This exercise calls for the listing to be set down exactly.

*** Stored data Section Begins ***

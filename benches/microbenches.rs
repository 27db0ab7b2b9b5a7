use criterion::{self, criterion_group, criterion_main, Criterion};
use sonar_xml::{Attributes, Flow, Handler, Parser, SinkHandler};

static LOREM_IPSUM_TEXT: &str =
    "Lorem ipsum dolor sit amet, consectetur adipiscing elit, sed do eiusmod tempor incididunt \
     ut labore et dolore magna aliqua. Hac habitasse platea dictumst vestibulum rhoncus est \
     pellentesque. Risus ultricies tristique nulla aliquet enim tortor at. Fermentum odio eu \
     feugiat pretium nibh ipsum. Volutpat sed cras ornare arcu dui.";

/// A nested document with attributes, text and the odd comment.
fn sample_document() -> Vec<u8> {
    let mut doc = String::from("<?xml version=\"1.0\"?><feed>");
    for i in 0..200 {
        doc.push_str(&format!(
            "<item id=\"{}\" kind=\"entry\"><title>Item {}</title><!-- note -->\
             <body>{}</body><link href=\"https://example.org/{}\"/></item>",
            i, i, LOREM_IPSUM_TEXT, i
        ));
    }
    doc.push_str("</feed>");
    doc.into_bytes()
}

struct CountingHandler {
    starts: usize,
    chars: usize,
}

impl Handler for CountingHandler {
    fn start_element(&mut self, _name: &str, _attributes: &Attributes) -> Flow {
        self.starts += 1;
        Flow::Continue
    }
    fn character_data(&mut self, data: &str) -> Flow {
        self.chars += data.len();
        Flow::Continue
    }
}

fn parse_document(c: &mut Criterion) {
    let doc = sample_document();
    let mut group = c.benchmark_group("parse_document");

    group.bench_function("single chunk", |b| {
        b.iter(|| {
            let mut parser = Parser::new();
            let mut handler = CountingHandler { starts: 0, chars: 0 };
            parser.parse(&mut handler, &doc, true).unwrap();
            assert_eq!(criterion::black_box(handler.starts), 801);
        })
    });

    group.bench_function("4k chunks", |b| {
        b.iter(|| {
            let mut parser = Parser::new();
            let mut handler = CountingHandler { starts: 0, chars: 0 };
            let mut chunks = doc.chunks(4096).peekable();
            while let Some(chunk) = chunks.next() {
                let is_final = chunks.peek().is_none();
                parser.parse(&mut handler, chunk, is_final).unwrap();
            }
            assert_eq!(criterion::black_box(handler.starts), 801);
        })
    });

    group.bench_function("well-formedness only", |b| {
        b.iter(|| {
            let mut parser = Parser::new();
            parser
                .parse(&mut criterion::black_box(SinkHandler), &doc, true)
                .unwrap();
        })
    });

    group.finish();
}

fn parse_namespaced(c: &mut Criterion) {
    let mut doc = String::from("<root xmlns=\"urn:base\" xmlns:x=\"urn:x\">");
    for i in 0..500 {
        doc.push_str(&format!("<x:item n=\"{}\"><leaf/></x:item>", i));
    }
    doc.push_str("</root>");
    let doc = doc.into_bytes();

    c.bench_function("parse_namespaced", |b| {
        b.iter(|| {
            let mut parser = Parser::new_ns(' ');
            let mut handler = CountingHandler { starts: 0, chars: 0 };
            parser.parse(&mut handler, &doc, true).unwrap();
            assert_eq!(criterion::black_box(handler.starts), 1001);
        })
    });
}

criterion_group!(benches, parse_document, parse_namespaced);
criterion_main!(benches);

*** Stored data Section Ends ***

The completed task.
filename benches/microbenches.rs
repository 27db0ab7b2b9b5a7
use criterion::{self, criterion_group, criterion_main, Criterion};
use sonar_xml::{Attributes, Flow, Handler, Parser, SinkHandler};

static LOREM_IPSUM_TEXT: &str =
    "Lorem ipsum dolor sit amet, consectetur adipiscing elit, sed do eiusmod tempor incididunt \
     ut labore et dolore magna aliqua. Hac habitasse platea dictumst vestibulum rhoncus est \
     pellentesque. Risus ultricies tristique nulla aliquet enim tortor at. Fermentum odio eu \
     feugiat pretium nibh ipsum. Volutpat sed cras ornare arcu dui.";

/// A nested document with attributes, text and the odd comment.
fn sample_document() -> Vec<u8> {
    let mut doc = String::from("<?xml version=\"1.0\"?><feed>");
    for i in 0..200 {
        doc.push_str(&format!(
            "<item id=\"{}\" kind=\"entry\"><title>Item {}</title><!-- note -->\
             <body>{}</body><link href=\"https://example.org/{}\"/></item>",
            i, i, LOREM_IPSUM_TEXT, i
        ));
    }
    doc.push_str("</feed>");
    doc.into_bytes()
}

struct CountingHandler {
    starts: usize,
    chars: usize,
}

impl Handler for CountingHandler {
    fn start_element(&mut self, _name: &str, _attributes: &Attributes) -> Flow {
        self.starts += 1;
        Flow::Continue
    }
    fn character_data(&mut self, data: &str) -> Flow {
        self.chars += data.len();
        Flow::Continue
    }
}

fn parse_document(c: &mut Criterion) {
    let doc = sample_document();
    let mut group = c.benchmark_group("parse_document");

    group.bench_function("single chunk", |b| {
        b.iter(|| {
            let mut parser = Parser::new();
            let mut handler = CountingHandler { starts: 0, chars: 0 };
            parser.parse(&mut handler, &doc, true).unwrap();
            assert_eq!(criterion::black_box(handler.starts), 801);
        })
    });

    group.bench_function("4k chunks", |b| {
        b.iter(|| {
            let mut parser = Parser::new();
            let mut handler = CountingHandler { starts: 0, chars: 0 };
            let mut chunks = doc.chunks(4096).peekable();
            while let Some(chunk) = chunks.next() {
                let is_final = chunks.peek().is_none();
                parser.parse(&mut handler, chunk, is_final).unwrap();
            }
            assert_eq!(criterion::black_box(handler.starts), 801);
        })
    });

    group.bench_function("well-formedness only", |b| {
        b.iter(|| {
            let mut parser = Parser::new();
            parser
                .parse(&mut criterion::black_box(SinkHandler), &doc, true)
                .unwrap();
        })
    });

    group.finish();
}

fn parse_namespaced(c: &mut Criterion) {
    let mut doc = String::from("<root xmlns=\"urn:base\" xmlns:x=\"urn:x\">");
    for i in 0..500 {
        doc.push_str(&format!("<x:item n=\"{}\"><leaf/></x:item>", i));
    }
    doc.push_str("</root>");
    let doc = doc.into_bytes();

    c.bench_function("parse_namespaced", |b| {
        b.iter(|| {
            let mut parser = Parser::new_ns(' ');
            let mut handler = CountingHandler { starts: 0, chars: 0 };
            parser.parse(&mut handler, &doc, true).unwrap();
            assert_eq!(criterion::black_box(handler.starts), 1001);
        })
    });
}

criterion_group!(benches, parse_document, parse_namespaced);
criterion_main!(benches);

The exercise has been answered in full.